## About this exercise:
Print the lines of the data, starting with the first, up to and including the line where "writer.flush()?;" appears.

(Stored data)
______
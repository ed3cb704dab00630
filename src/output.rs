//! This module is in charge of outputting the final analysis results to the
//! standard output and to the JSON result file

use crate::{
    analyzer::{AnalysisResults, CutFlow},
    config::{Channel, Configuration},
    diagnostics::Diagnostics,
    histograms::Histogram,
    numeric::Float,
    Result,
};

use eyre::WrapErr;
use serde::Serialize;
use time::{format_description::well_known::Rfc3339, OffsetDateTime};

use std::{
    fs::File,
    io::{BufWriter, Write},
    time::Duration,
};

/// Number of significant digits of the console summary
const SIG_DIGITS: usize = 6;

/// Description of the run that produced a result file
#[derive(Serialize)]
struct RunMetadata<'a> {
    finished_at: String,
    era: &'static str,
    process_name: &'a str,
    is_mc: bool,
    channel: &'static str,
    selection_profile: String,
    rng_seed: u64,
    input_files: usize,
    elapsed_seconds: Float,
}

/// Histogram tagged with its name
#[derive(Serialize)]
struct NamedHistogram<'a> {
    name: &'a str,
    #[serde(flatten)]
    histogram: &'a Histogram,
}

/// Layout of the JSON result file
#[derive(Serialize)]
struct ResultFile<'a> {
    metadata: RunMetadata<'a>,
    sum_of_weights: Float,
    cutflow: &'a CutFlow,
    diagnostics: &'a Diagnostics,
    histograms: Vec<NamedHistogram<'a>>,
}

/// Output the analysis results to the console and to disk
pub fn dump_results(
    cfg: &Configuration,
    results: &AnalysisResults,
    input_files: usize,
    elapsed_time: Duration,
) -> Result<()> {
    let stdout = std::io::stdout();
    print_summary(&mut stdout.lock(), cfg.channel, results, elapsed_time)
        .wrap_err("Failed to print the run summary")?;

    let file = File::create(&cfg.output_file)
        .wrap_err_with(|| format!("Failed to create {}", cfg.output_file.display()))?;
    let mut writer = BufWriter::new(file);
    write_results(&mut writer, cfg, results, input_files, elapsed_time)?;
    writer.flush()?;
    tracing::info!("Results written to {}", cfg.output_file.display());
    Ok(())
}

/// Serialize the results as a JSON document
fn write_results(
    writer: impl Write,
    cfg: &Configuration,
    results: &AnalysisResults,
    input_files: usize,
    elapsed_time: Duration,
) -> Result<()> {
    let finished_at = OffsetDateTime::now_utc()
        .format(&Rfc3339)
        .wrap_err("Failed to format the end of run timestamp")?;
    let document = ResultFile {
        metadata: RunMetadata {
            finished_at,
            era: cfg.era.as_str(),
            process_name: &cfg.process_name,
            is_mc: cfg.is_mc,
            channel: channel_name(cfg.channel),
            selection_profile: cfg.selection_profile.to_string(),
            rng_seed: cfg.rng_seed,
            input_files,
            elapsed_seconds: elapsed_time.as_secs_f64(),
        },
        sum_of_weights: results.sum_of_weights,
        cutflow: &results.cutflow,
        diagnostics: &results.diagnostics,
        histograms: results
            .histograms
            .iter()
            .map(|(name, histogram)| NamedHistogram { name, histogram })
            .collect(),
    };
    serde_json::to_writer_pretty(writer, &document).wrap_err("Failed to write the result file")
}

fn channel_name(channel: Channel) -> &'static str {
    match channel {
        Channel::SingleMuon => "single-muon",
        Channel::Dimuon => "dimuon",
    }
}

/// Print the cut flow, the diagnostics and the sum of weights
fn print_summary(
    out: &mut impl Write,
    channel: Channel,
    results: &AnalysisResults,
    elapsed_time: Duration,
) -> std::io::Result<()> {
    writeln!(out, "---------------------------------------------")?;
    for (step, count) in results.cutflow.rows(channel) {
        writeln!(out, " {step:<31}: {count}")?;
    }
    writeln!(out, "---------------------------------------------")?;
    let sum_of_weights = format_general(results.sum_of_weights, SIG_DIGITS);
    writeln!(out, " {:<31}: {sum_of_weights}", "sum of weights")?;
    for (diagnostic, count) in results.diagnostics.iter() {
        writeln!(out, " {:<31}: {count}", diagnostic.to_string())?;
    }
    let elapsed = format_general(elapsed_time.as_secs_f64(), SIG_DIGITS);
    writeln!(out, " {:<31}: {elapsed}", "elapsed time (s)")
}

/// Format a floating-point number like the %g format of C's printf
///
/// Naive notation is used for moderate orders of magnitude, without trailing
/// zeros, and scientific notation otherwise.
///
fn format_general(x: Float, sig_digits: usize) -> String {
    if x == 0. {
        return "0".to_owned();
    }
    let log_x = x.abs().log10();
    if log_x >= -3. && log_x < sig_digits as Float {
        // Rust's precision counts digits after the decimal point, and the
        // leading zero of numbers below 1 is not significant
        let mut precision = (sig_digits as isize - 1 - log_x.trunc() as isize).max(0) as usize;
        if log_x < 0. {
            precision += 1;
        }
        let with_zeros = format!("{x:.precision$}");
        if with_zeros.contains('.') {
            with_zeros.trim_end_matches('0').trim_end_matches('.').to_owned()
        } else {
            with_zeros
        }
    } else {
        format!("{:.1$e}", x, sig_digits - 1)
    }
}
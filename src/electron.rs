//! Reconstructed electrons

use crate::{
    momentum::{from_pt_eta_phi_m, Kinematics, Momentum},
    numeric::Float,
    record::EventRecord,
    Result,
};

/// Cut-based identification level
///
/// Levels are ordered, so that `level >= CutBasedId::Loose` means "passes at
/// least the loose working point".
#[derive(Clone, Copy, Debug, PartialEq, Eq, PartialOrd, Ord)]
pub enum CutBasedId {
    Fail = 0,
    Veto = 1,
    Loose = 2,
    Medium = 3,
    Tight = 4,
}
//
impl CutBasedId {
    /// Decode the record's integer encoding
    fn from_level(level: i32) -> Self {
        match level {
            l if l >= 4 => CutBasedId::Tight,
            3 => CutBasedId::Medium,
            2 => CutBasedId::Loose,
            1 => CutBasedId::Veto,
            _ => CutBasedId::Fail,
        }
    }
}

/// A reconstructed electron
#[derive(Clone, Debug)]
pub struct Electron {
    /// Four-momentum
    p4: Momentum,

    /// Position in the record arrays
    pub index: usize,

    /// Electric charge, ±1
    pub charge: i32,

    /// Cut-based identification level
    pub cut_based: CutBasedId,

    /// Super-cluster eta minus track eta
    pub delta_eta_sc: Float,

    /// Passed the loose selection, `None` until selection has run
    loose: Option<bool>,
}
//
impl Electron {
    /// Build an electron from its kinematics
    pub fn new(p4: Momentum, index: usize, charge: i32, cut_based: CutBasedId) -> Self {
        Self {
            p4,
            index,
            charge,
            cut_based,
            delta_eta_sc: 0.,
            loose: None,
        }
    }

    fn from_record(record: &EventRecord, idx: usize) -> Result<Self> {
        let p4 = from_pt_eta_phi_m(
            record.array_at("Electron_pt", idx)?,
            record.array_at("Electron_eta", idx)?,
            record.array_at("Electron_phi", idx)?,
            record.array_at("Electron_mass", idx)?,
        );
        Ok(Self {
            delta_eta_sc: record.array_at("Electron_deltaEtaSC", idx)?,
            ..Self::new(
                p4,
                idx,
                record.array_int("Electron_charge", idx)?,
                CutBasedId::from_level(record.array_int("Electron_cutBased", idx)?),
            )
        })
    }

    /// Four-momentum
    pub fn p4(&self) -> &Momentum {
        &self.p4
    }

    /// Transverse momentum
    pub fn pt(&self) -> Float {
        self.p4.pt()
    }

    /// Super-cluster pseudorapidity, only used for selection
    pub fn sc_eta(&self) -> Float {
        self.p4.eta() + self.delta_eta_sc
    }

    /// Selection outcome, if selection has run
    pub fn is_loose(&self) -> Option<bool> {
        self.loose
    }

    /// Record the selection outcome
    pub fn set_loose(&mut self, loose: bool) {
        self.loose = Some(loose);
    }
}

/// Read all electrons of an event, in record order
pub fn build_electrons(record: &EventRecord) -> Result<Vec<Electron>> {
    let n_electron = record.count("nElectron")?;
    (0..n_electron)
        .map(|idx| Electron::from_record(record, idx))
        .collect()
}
______
## Answer space:
repository ed3cb704dab00630
filename src/output.rs
//! This module is in charge of outputting the final analysis results to the
//! standard output and to the JSON result file

use crate::{
    analyzer::{AnalysisResults, CutFlow},
    config::{Channel, Configuration},
    diagnostics::Diagnostics,
    histograms::Histogram,
    numeric::Float,
    Result,
};

use eyre::WrapErr;
use serde::Serialize;
use time::{format_description::well_known::Rfc3339, OffsetDateTime};

use std::{
    fs::File,
    io::{BufWriter, Write},
    time::Duration,
};

/// Number of significant digits of the console summary
const SIG_DIGITS: usize = 6;

/// Description of the run that produced a result file
#[derive(Serialize)]
struct RunMetadata<'a> {
    finished_at: String,
    era: &'static str,
    process_name: &'a str,
    is_mc: bool,
    channel: &'static str,
    selection_profile: String,
    rng_seed: u64,
    input_files: usize,
    elapsed_seconds: Float,
}

/// Histogram tagged with its name
#[derive(Serialize)]
struct NamedHistogram<'a> {
    name: &'a str,
    #[serde(flatten)]
    histogram: &'a Histogram,
}

/// Layout of the JSON result file
#[derive(Serialize)]
struct ResultFile<'a> {
    metadata: RunMetadata<'a>,
    sum_of_weights: Float,
    cutflow: &'a CutFlow,
    diagnostics: &'a Diagnostics,
    histograms: Vec<NamedHistogram<'a>>,
}

/// Output the analysis results to the console and to disk
pub fn dump_results(
    cfg: &Configuration,
    results: &AnalysisResults,
    input_files: usize,
    elapsed_time: Duration,
) -> Result<()> {
    let stdout = std::io::stdout();
    print_summary(&mut stdout.lock(), cfg.channel, results, elapsed_time)
        .wrap_err("Failed to print the run summary")?;

    let file = File::create(&cfg.output_file)
        .wrap_err_with(|| format!("Failed to create {}", cfg.output_file.display()))?;
    let mut writer = BufWriter::new(file);
    write_results(&mut writer, cfg, results, input_files, elapsed_time)?;
    writer.flush()?;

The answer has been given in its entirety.